BigBird Called it right-you all worry about the change -the change itself is what you fear, not that the change causes any harm


----------



## thesource

Jim C said:


> we are still waiting for you to grow a pair and tell us why xbows are a threat to bowhunting that involves something more intelligent than the idiotic claim xbows aren't bows



I call bullcrap. Don't you DARE demand anything of me until you have provided the information you said you would.

Where is the fed's definition - why does the USFWS not allow xbows?

Provide the HUNTING organizations that support stringguns as bows....your sissy target orgs don't count.

Prove your statement that MOST states DEFINE crossbows as bows.


or........Shut up. Noone wants to see you puff up your chest and try to bully anyone for the 10,000th time.

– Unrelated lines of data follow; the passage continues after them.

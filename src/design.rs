//! Candidate hardware sizing for a district of buildings.

use serde::{Deserialize, Serialize};

use crate::error::ConfigError;

/// Per-building hardware sizing proposed by an outer design search.
///
/// All three sequences are aligned by building index and must have the same
/// length, which fixes the number of buildings `N` for the evaluation.
#[derive(Debug, Clone, PartialEq, Default, Serialize, Deserialize)]
#[serde(default, deny_unknown_fields)]
pub struct DesignParameters {
    /// Battery energy capacity per building (kWh).
    pub battery_capacities: Vec<f64>,
    /// Battery round-trip efficiency per building (fraction in (0, 1]).
    pub battery_efficiencies: Vec<f64>,
    /// Solar nominal power per building (kWp).
    pub solar_capacities: Vec<f64>,
}

impl DesignParameters {
    pub fn new(
        battery_capacities: Vec<f64>,
        battery_efficiencies: Vec<f64>,
        solar_capacities: Vec<f64>,
    ) -> Self {
        Self {
            battery_capacities,
            battery_efficiencies,
            solar_capacities,
        }
    }

    /// Number of buildings described by the design.
    pub fn building_count(&self) -> usize {
        self.battery_capacities.len()
    }

    /// Validates shape and ranges, returning every violation found.
    pub fn validate(&self) -> Vec<ConfigError> {
        let mut errors = Vec::new();
        let n = self.battery_capacities.len();

        if n == 0 {
            errors.push(ConfigError::new(
                "design.battery_capacities",
                "must describe at least one building",
            ));
        }
        if self.battery_efficiencies.len() != n {
            errors.push(ConfigError::new(
                "design.battery_efficiencies",
                format!(
                    "has {} entries, expected {n} (one per building)",
                    self.battery_efficiencies.len()
                ),
            ));
        }
        if self.solar_capacities.len() != n {
            errors.push(ConfigError::new(
                "design.solar_capacities",
                format!(
                    "has {} entries, expected {n} (one per building)",
                    self.solar_capacities.len()
                ),
            ));
        }

        for (i, c) in self.battery_capacities.iter().enumerate() {
            if !c.is_finite() || *c < 0.0 {
                errors.push(ConfigError::new(
                    format!("design.battery_capacities[{i}]"),
                    format!("must be a finite value >= 0, got {c}"),
                ));
            }
        }
        for (i, eta) in self.battery_efficiencies.iter().enumerate() {
            if !(*eta > 0.0 && *eta <= 1.0) {
                errors.push(ConfigError::new(
                    format!("design.battery_efficiencies[{i}]"),
                    format!("must be in (0.0, 1.0], got {eta}"),
                ));
            }
        }
        for (i, p) in self.solar_capacities.iter().enumerate() {
            if !p.is_finite() || *p < 0.0 {
                errors.push(ConfigError::new(
                    format!("design.solar_capacities[{i}]"),
                    format!("must be a finite value >= 0, got {p}"),
                ));
            }
        }

        errors
    }
}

YOU grow some and provide the information you promised....


----------



## Jim C

thesource said:


> I call bullcrap. Don't you DARE demand anything of me until you have provided the information you said you would.
> 
> Where is the fed's definition - why does the USFWS not allow xbows?
> 
> Provide the HUNTING organizations that support stringguns as bows....your sissy target orgs don't count.
> 
> Prove your statement that MOST states DEFINE crossbows as bows.
> 
> 
> or........Shut up. Noone wants to see you puff up your chest and try to bully anyone for the 10,000th time.
> 
> YOU grow some and provide the information you promised....


You are an evasive prevaricator-and your pathetic attempt to avoid answering the question proves that everything doug k has said about you is true

You are clearly showing your pathologies with your idiotic claims that a crossbow isn't a bow and we have demonstrated that you are clearly an anti hunting troll

You are too cowardly to even tell us your fixation with spending 1500 or so posts whining about crossbows. I know why you do-you have psychological issues that are purely internal

we all know it

you have yet to post a single comment that is even remotely helpful to other archers

its probably because you are not an archer and have nothing of value to share


----------



## thesource

Your personal attacks are pathetic and repulsive.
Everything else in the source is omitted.